Now we can go and download the meta data excel file shells. For this dataset they are located here. Here we want the 5 year templates. Once that data is downloaded, then unzip all of the files. You could technically do this in python as well, but I just use 7zip, as that has a handy dialog to unzip multiple files to the same place.
So the way the files work, there are a set of estimate and margin of error text files that are comma delimited that have the demographic characteristics. (Here for all block groups and census tracts in New York.) The xls excel files contain the variable names, along with a brief description for the variables.
If you are a hipster and only do data analysis in python, here is a function that takes the location to a xls template file and the corresponding data file and reads it into a pandas data frame.
#this reads in american community survey data
import xlrd
import pandas as pd
def readACS(Template,Data):
book = xlrd.open_workbook(Template) #first open the xls workbook
sh = book.sheet_by_index(0)
vars = [i.value for i in sh.row(0)] #names on the first row
labs = [i.value for i in sh.row(1)] #labels on the second
#this rewrites duplicate 'BLANK' names, mangle dups not working for me
n = 0
vars2 = []
for i in range(len(vars)):
if vars[i] == 'BLANK':
n += 1
vars2.append('BLANK.' + str(n))
else:
vars2.append(vars[i])
#check for if geo file or data file
if vars2[1] == 'FILETYPE':
df = pd.read_csv(Data,names=vars2,dtype={'FILETYPE':'object'})
else:
df = pd.read_csv(Data,names=vars2)
return df,zip(vars2,labs)
In a nutshell, it reads the metadata column names and labels from the excel spreadsheet, then reads in the csv file with the data.

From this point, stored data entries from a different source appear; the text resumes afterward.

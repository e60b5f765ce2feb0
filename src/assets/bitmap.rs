use std::sync::Arc;

use xxhash_rust::xxh3::Xxh3;

use crate::foundation::core::Rgba8Premul;
use crate::foundation::error::{PrintstackError, PrintstackResult};
use crate::foundation::math::premultiply_rgba8_in_place;
use crate::render::raster::rgba8_byte_len;

const CONTENT_ID_SEED: u64 = 0x51c3_77e0_b1d4_2a09;

/// Decoded raster image in premultiplied RGBA8 form.
///
/// Cloning is cheap; pixels are shared. The content id is a digest of dimensions and pixels and
/// identifies the bitmap inside composite fingerprints.
#[derive(Clone)]
pub struct Bitmap {
    width: u32,
    height: u32,
    rgba8_premul: Arc<Vec<u8>>,
    content_id: u128,
}

impl std::fmt::Debug for Bitmap {
    fn fmt(&self, f: &mut std::fmt::Formatter<'_>) -> std::fmt::Result {
        f.debug_struct("Bitmap")
            .field("width", &self.width)
            .field("height", &self.height)
            .field("content_id", &format_args!("{:032x}", self.content_id))
            .finish()
    }
}

impl PartialEq for Bitmap {
    fn eq(&self, other: &Self) -> bool {
        self.width == other.width
            && self.height == other.height
            && self.rgba8_premul == other.rgba8_premul
    }
}

impl Eq for Bitmap {}

impl Bitmap {
    /// Wrap premultiplied RGBA8 bytes.
    pub fn from_premul_rgba8(width: u32, height: u32, bytes: Vec<u8>) -> PrintstackResult<Self> {
        if width == 0 || height == 0 {
            return Err(PrintstackError::validation("bitmap must be non-empty"));
        }
        let len = rgba8_byte_len(width, height)?;
        if bytes.len() != len {
            return Err(PrintstackError::validation(format!(
                "bitmap byte len mismatch: got {}, expected {len}",
                bytes.len()
            )));
        }
        let content_id = content_id(width, height, &bytes);
        Ok(Self {
            width,
            height,
            rgba8_premul: Arc::new(bytes),
            content_id,
        })
    }

    /// Wrap straight-alpha RGBA8 bytes, premultiplying them.
    pub fn from_straight_rgba8(
        width: u32,
        height: u32,
        mut bytes: Vec<u8>,
    ) -> PrintstackResult<Self> {
        premultiply_rgba8_in_place(&mut bytes);
        Self::from_premul_rgba8(width, height, bytes)
    }

    /// Convert an `image` crate buffer (straight alpha).
    pub fn from_rgba_image(img: image::RgbaImage) -> PrintstackResult<Self> {
        let (width, height) = img.dimensions();
        Self::from_straight_rgba8(width, height, img.into_raw())
    }

    /// A solid-color bitmap.
    pub fn solid(width: u32, height: u32, color: Rgba8Premul) -> PrintstackResult<Self> {
        let len = rgba8_byte_len(width, height)?;
        let px = color.to_array();
        let mut bytes = Vec::with_capacity(len);
        for _ in 0..(len / 4) {
            bytes.extend_from_slice(&px);
        }
        Self::from_premul_rgba8(width, height, bytes)
    }

    /// Width in pixels.
    pub fn width(&self) -> u32 {
        self.width
    }

    /// Height in pixels.
    pub fn height(&self) -> u32 {
        self.height
    }

    /// Premultiplied RGBA8 bytes.
    pub fn pixels(&self) -> &[u8] {
        &self.rgba8_premul
    }

    /// Digest of dimensions and pixels.
    pub fn content_id(&self) -> u128 {
        self.content_id
    }

    /// Pixel at `(x, y)`; out-of-range coordinates read as transparent.
    pub(crate) fn sample(&self, x: i64, y: i64) -> [u8; 4] {
        if x < 0 || y < 0 || x >= i64::from(self.width) || y >= i64::from(self.height) {
            return [0, 0, 0, 0];
        }
        let idx = (y as usize * self.width as usize + x as usize) * 4;
        let p = &self.rgba8_premul;
        [p[idx], p[idx + 1], p[idx + 2], p[idx + 3]]
    }
}

fn content_id(width: u32, height: u32, bytes: &[u8]) -> u128 {
    let mut hasher = Xxh3::with_seed(CONTENT_ID_SEED);
    hasher.update(&width.to_le_bytes());
    hasher.update(&height.to_le_bytes());
    hasher.update(bytes);
    hasher.digest128()
}

/// Where an image layer's pixels come from.
#[derive(Clone, Debug, PartialEq, Eq)]
pub enum ImageRef {
    /// URL or path, resolved through an [`crate::ImageLoader`].
    Url(String),
    /// Already-decoded pixels supplied by the host.
    Bitmap(Arc<Bitmap>),
}

impl ImageRef {
    /// Reference a URL or path.
    pub fn url(s: impl Into<String>) -> Self {
        Self::Url(s.into())
    }

    /// Reference decoded pixels.
    pub fn bitmap(b: Bitmap) -> Self {
        Self::Bitmap(Arc::new(b))
    }
}

impl From<Bitmap> for ImageRef {
    fn from(b: Bitmap) -> Self {
        Self::bitmap(b)
    }
}

impl serde::Serialize for ImageRef {
    fn serialize<S>(&self, serializer: S) -> Result<S::Ok, S::Error>
    where
        S: serde::Serializer,
    {
        match self {
            Self::Url(u) => serializer.serialize_str(u),
            Self::Bitmap(_) => Err(serde::ser::Error::custom(
                "decoded bitmap references cannot be serialized",
            )),
        }
    }
}

impl<'de> serde::Deserialize<'de> for ImageRef {
    fn deserialize<D>(deserializer: D) -> Result<Self, D::Error>
    where
        D: serde::Deserializer<'de>,
    {
        let s = String::deserialize(deserializer)?;
        if s.trim().is_empty() {
            return Err(serde::de::Error::custom("image reference must be non-empty"));
        }
        Ok(Self::Url(s))
    }
}

#[cfg(test)]
#[path = "../../tests/unit/assets/bitmap.rs"]
mod tests;
use std::time::Duration;

/// Why a single layer (or the base texture) was left out of a composite.
#[derive(thiserror::Error, Clone, Debug, PartialEq, Eq)]
pub enum LayerFailure {
    /// Fetching or decoding the image failed.
    #[error("image load failed: {0}")]
    Load(String),
    /// The image did not resolve within the configured timeout.
    #[error("image load timed out after {0:?}")]
    Timeout(Duration),
    /// Text shaping or glyph drawing failed (for example an unregistered font family).
    #[error("rasterization failed: {0}")]
    Rasterize(String),
    /// The layer's own parameters cannot be drawn.
    #[error("invalid layer: {0}")]
    Invalid(String),
}

/// Non-fatal problem attached to a composite result.
#[derive(thiserror::Error, Clone, Debug, PartialEq, Eq)]
pub enum CompositeWarning {
    /// A layer was skipped; the rest of the stack was still composited.
    #[error("layer '{layer_id}' skipped: {failure}")]
    Layer {
        /// Id of the skipped layer.
        layer_id: String,
        /// What went wrong.
        failure: LayerFailure,
    },
    /// The base texture could not be drawn; the neutral fill was used instead.
    #[error("base texture '{identity}' replaced by fill: {failure}")]
    Base {
        /// Identity of the base texture.
        identity: String,
        /// What went wrong.
        failure: LayerFailure,
    },
}

impl CompositeWarning {
    /// Id of the skipped layer, if this warning concerns a layer.
    pub fn layer_id(&self) -> Option<&str> {
        match self {
            Self::Layer { layer_id, .. } => Some(layer_id),
            Self::Base { .. } => None,
        }
    }

    /// Underlying failure.
    pub fn failure(&self) -> &LayerFailure {
        match self {
            Self::Layer { failure, .. } | Self::Base { failure, .. } => failure,
        }
    }
}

It returns two objects, the one on the left is a pandas dataframe, and the one on the right is a zipped up list of the variable names and the variable labels. This would be a bit simpler, except that the format for the geo dataset is a little different than all the data files and contains multiple “BLANK” fields (the mangle_dupe_cols
option in read_csv
is not behaving like I expect it to). For the non-geographic file, I need to tell python the filetype column is a string, else it interprets the “e” in the estimate files as a scientific number (e.g. 1e5 = 100,000).
So here is an example of using this function to grab the second table. When I unzipped the excel templates, it nested the data templates in another subfolder, hence the TemplateFold
string.
TemplateFold = downFold + r'\seq'
Tab002,Meta002 = readACS(TemplateFold + r'\Seq2.xls',downFold + r'\e20145ny0002000.txt')
If you want to check out all the variable labels, you can then do:
for i in Meta002:
print i
Or if you want to turn that into a dictionary you can simply do dict(Meta002)
. If you wanted to import all 121 tables and merge them you should be able to figure that out in a simple loop from here (note the “x.zfill(n)” function to pad the integers with leading zeroes). But I typically only work with a select few tables and variables at a time, so I won’t worry about that here.
The function works the same with the geographic data and its template. (Which that metadata template is not nested in the further down seq
folder.)
GeoDat,MetaGeo = readACS(downFold + r'\2014_SFGeoFileTemplate.xls',downFold + r'\g20145ny.csv')
Note if you are working with both the estimates and the margin of error files, you may want to put somewhere in the code to change the variable names to signify that, such as by putting a suffix of “e” or “m”. If you just work with the estimates though you don’t need to worry about that.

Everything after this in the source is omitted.